- Opening Delimiter -
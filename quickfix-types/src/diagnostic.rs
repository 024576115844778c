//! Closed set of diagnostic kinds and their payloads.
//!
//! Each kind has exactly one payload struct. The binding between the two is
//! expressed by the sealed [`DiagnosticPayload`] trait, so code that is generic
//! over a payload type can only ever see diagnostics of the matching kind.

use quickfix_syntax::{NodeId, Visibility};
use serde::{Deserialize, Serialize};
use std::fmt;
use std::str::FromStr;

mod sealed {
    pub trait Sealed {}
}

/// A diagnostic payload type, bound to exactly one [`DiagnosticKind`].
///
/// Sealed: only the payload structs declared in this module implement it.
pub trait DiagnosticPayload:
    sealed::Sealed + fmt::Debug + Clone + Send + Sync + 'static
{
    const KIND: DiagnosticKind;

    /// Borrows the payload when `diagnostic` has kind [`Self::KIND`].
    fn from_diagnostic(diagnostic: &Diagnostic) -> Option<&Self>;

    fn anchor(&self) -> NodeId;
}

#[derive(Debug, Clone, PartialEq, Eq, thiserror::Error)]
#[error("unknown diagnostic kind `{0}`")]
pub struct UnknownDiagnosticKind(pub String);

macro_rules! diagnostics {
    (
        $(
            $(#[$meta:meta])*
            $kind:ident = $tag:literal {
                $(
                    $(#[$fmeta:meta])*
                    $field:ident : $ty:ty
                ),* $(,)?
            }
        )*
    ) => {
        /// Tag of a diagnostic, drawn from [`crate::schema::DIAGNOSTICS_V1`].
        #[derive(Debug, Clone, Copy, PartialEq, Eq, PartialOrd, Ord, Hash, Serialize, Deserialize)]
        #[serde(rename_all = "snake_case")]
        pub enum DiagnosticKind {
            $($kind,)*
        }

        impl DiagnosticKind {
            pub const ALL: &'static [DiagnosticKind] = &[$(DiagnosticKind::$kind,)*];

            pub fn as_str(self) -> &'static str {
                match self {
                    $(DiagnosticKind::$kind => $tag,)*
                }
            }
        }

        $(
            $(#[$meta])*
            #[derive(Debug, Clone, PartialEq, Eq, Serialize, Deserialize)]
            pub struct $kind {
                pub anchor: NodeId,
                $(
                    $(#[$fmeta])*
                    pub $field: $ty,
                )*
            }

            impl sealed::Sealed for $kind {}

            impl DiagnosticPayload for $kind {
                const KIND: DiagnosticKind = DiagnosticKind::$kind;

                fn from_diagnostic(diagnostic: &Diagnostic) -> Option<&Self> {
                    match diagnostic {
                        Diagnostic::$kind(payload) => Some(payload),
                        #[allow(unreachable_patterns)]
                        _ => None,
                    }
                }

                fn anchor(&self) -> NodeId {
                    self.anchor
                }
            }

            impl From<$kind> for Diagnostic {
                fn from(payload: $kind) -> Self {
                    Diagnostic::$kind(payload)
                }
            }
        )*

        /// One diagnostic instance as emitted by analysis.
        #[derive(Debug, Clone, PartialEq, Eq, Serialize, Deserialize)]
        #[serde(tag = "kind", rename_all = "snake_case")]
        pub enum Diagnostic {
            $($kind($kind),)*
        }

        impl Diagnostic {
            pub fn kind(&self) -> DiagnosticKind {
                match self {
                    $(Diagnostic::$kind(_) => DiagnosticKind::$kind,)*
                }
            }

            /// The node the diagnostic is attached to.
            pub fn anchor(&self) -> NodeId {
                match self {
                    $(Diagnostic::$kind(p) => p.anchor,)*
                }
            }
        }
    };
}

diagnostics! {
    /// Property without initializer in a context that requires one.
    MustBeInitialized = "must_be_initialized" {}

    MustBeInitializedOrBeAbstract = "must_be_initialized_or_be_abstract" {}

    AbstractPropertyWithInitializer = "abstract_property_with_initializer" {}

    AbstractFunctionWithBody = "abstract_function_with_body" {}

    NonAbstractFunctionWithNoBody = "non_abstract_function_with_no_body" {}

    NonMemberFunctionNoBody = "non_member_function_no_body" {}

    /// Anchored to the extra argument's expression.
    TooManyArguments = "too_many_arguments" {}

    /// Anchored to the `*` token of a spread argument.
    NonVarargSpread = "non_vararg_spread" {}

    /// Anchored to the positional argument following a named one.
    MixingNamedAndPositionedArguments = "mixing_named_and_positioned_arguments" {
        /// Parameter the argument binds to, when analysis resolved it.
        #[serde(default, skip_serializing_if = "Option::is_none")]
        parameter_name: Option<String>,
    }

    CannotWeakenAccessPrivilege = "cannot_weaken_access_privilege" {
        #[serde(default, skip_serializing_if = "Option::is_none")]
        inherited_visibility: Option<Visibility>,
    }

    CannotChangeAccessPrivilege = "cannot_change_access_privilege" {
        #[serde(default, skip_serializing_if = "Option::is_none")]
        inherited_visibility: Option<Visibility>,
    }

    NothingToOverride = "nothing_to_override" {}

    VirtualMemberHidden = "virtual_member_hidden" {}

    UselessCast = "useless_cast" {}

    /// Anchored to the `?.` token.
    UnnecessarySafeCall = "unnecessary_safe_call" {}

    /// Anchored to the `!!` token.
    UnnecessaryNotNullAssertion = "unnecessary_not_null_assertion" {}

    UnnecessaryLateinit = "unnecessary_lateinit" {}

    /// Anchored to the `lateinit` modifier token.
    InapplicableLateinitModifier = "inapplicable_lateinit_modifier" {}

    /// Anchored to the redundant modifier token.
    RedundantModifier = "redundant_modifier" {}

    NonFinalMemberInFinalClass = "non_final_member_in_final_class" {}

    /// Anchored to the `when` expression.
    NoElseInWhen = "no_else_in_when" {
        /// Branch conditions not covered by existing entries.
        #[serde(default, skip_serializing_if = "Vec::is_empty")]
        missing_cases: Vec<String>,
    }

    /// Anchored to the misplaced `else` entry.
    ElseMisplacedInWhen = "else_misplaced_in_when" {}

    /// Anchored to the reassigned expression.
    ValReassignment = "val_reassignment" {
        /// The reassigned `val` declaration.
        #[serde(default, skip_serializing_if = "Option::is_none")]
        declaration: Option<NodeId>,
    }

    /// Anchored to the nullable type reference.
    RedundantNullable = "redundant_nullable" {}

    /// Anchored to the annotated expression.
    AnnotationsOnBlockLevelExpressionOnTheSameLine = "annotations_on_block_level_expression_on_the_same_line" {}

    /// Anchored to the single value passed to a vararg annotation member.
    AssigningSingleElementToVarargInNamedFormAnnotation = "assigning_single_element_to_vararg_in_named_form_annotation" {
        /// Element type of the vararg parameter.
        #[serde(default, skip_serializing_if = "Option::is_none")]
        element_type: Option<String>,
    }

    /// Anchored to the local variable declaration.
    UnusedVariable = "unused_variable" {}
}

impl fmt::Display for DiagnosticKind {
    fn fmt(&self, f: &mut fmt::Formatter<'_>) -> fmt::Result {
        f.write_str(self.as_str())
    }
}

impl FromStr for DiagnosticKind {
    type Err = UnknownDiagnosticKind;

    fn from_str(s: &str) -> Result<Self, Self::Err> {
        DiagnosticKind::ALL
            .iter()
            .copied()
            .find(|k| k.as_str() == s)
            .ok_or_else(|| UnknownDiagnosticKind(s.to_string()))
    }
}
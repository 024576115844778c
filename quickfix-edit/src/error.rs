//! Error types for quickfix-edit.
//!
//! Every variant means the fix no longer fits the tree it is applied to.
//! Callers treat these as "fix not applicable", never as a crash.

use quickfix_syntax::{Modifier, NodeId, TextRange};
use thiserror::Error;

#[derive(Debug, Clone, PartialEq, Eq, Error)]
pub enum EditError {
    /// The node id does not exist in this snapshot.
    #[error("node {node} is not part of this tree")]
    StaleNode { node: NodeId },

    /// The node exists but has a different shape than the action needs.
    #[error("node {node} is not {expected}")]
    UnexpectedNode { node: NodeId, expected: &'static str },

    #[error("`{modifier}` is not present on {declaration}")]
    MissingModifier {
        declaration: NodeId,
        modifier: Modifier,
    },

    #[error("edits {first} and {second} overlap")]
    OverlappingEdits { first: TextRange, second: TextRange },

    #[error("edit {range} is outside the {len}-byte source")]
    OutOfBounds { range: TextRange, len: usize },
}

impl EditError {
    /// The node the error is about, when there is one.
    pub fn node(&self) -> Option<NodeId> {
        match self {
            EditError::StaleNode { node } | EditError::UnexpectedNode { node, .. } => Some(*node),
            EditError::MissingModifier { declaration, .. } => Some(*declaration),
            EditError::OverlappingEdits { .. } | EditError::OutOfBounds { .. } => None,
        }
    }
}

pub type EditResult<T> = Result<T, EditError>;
- Closing Delimiter -
- Opening Delimiter -
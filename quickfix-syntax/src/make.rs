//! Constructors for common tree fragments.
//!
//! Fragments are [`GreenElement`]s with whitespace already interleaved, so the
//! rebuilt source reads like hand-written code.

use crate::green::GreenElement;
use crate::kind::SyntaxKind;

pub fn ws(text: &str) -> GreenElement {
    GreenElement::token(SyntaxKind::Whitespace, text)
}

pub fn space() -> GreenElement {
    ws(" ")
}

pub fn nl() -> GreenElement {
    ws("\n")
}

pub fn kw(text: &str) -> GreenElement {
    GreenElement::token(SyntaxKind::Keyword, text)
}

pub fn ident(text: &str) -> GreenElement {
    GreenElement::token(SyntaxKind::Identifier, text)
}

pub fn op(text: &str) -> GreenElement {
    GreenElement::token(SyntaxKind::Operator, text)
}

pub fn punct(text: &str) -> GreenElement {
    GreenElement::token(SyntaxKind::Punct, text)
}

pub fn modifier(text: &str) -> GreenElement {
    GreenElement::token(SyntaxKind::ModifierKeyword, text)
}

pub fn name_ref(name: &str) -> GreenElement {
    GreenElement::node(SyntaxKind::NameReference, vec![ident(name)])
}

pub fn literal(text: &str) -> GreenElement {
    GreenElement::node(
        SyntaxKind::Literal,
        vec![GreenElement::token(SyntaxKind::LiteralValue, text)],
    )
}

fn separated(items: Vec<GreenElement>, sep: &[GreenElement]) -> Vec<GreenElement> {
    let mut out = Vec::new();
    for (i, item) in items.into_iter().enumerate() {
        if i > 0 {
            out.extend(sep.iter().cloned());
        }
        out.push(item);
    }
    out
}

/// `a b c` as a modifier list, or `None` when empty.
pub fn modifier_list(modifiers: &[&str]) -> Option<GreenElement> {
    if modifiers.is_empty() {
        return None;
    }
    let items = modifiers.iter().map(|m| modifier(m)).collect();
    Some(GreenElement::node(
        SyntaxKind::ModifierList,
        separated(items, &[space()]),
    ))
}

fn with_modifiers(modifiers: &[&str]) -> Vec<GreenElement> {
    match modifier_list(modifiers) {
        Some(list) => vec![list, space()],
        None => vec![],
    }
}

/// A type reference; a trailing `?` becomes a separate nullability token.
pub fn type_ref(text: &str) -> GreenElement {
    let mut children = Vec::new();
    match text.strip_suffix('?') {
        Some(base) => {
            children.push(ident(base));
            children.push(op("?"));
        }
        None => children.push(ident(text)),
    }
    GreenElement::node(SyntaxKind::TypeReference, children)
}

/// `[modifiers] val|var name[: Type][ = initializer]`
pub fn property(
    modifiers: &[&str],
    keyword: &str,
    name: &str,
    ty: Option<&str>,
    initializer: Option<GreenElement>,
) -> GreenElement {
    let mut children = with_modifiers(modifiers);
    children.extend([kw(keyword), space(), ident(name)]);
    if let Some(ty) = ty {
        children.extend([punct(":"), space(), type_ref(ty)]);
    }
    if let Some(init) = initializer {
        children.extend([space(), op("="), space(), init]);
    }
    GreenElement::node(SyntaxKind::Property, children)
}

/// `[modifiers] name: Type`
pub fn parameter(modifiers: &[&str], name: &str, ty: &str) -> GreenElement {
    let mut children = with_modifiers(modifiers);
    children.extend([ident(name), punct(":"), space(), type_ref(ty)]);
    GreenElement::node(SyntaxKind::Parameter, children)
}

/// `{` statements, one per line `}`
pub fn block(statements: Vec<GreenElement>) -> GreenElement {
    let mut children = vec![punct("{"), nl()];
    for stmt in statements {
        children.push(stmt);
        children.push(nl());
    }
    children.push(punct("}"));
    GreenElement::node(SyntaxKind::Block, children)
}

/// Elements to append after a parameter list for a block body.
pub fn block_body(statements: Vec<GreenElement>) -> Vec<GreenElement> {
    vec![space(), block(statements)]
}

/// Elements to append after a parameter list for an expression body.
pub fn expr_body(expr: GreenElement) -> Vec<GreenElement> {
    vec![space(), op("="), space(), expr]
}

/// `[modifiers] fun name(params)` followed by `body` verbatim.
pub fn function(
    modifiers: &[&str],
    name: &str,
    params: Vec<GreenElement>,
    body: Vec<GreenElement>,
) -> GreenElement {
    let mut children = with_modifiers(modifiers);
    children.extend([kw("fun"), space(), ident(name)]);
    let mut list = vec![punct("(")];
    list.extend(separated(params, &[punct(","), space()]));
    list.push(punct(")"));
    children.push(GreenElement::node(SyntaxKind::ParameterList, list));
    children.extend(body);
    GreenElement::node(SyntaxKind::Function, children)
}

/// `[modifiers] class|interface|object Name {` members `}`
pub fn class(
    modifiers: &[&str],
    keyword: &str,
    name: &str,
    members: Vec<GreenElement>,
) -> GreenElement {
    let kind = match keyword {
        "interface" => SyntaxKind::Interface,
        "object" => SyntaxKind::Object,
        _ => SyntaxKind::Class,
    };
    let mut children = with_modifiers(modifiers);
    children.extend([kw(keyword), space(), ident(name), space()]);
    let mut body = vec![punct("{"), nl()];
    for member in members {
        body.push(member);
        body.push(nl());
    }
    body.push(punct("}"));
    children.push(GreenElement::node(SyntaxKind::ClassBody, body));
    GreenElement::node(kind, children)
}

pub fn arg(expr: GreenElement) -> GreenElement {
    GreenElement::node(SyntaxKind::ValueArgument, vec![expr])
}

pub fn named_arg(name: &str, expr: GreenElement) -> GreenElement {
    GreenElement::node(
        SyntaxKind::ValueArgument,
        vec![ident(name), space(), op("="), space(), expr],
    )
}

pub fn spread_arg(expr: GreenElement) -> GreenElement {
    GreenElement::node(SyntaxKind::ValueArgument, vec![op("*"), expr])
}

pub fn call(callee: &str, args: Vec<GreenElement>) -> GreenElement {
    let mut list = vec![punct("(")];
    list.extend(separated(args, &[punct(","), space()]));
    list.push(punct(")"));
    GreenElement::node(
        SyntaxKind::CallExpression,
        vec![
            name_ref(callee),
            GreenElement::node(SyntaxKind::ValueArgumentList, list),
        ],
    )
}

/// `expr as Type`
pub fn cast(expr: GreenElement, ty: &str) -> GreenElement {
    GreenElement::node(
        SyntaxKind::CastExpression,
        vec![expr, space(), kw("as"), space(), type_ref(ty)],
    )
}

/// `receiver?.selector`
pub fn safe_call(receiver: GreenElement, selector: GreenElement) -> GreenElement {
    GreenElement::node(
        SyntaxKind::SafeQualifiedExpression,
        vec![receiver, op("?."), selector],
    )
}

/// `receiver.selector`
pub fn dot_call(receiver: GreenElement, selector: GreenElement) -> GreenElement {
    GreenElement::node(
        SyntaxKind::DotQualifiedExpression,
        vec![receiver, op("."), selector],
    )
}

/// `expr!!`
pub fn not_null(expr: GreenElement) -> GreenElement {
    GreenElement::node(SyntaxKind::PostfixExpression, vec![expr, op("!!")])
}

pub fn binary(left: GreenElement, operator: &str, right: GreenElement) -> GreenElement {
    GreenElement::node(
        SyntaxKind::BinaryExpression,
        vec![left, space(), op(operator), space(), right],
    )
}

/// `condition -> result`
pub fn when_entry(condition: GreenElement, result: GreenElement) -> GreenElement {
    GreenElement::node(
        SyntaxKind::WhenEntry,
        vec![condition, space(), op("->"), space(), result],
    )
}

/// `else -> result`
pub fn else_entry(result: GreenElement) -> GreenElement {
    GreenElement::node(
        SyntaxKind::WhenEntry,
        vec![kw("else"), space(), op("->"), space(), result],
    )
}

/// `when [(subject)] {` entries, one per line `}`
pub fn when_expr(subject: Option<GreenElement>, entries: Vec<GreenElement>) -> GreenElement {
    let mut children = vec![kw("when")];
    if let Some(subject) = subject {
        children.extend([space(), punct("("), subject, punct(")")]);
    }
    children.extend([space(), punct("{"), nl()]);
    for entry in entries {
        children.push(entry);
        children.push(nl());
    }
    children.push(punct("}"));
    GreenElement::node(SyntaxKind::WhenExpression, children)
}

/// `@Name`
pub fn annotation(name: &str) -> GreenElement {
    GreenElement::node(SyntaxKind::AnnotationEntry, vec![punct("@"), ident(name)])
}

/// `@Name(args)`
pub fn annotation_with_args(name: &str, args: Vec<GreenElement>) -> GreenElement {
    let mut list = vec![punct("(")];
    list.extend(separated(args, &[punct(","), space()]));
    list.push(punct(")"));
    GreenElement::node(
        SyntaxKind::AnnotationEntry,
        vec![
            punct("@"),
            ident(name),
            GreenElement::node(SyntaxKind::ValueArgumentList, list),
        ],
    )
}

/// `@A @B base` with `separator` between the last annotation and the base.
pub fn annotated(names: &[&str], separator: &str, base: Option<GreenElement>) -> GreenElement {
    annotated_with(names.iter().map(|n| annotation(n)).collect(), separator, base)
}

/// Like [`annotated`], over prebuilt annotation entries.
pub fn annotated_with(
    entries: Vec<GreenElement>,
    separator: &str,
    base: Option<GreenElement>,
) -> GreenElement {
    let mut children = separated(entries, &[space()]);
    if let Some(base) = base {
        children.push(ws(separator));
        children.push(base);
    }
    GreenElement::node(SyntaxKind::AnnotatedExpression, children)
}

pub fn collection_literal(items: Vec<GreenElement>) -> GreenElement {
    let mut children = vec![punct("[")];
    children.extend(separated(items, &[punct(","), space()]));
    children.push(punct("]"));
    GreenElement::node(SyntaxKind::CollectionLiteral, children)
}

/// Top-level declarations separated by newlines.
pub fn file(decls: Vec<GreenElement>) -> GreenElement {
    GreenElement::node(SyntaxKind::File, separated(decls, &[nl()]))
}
- Closing Delimiter -
Aim of the exercise: The lines of the records that contain the string "Serialize" should be located and copied.

Solution:
use serde::{Deserialize, Serialize};
        #[derive(Debug, Clone, Copy, PartialEq, Eq, PartialOrd, Ord, Hash, Serialize, Deserialize)]
            #[derive(Debug, Clone, PartialEq, Eq, Serialize, Deserialize)]
        #[derive(Debug, Clone, PartialEq, Eq, Serialize, Deserialize)]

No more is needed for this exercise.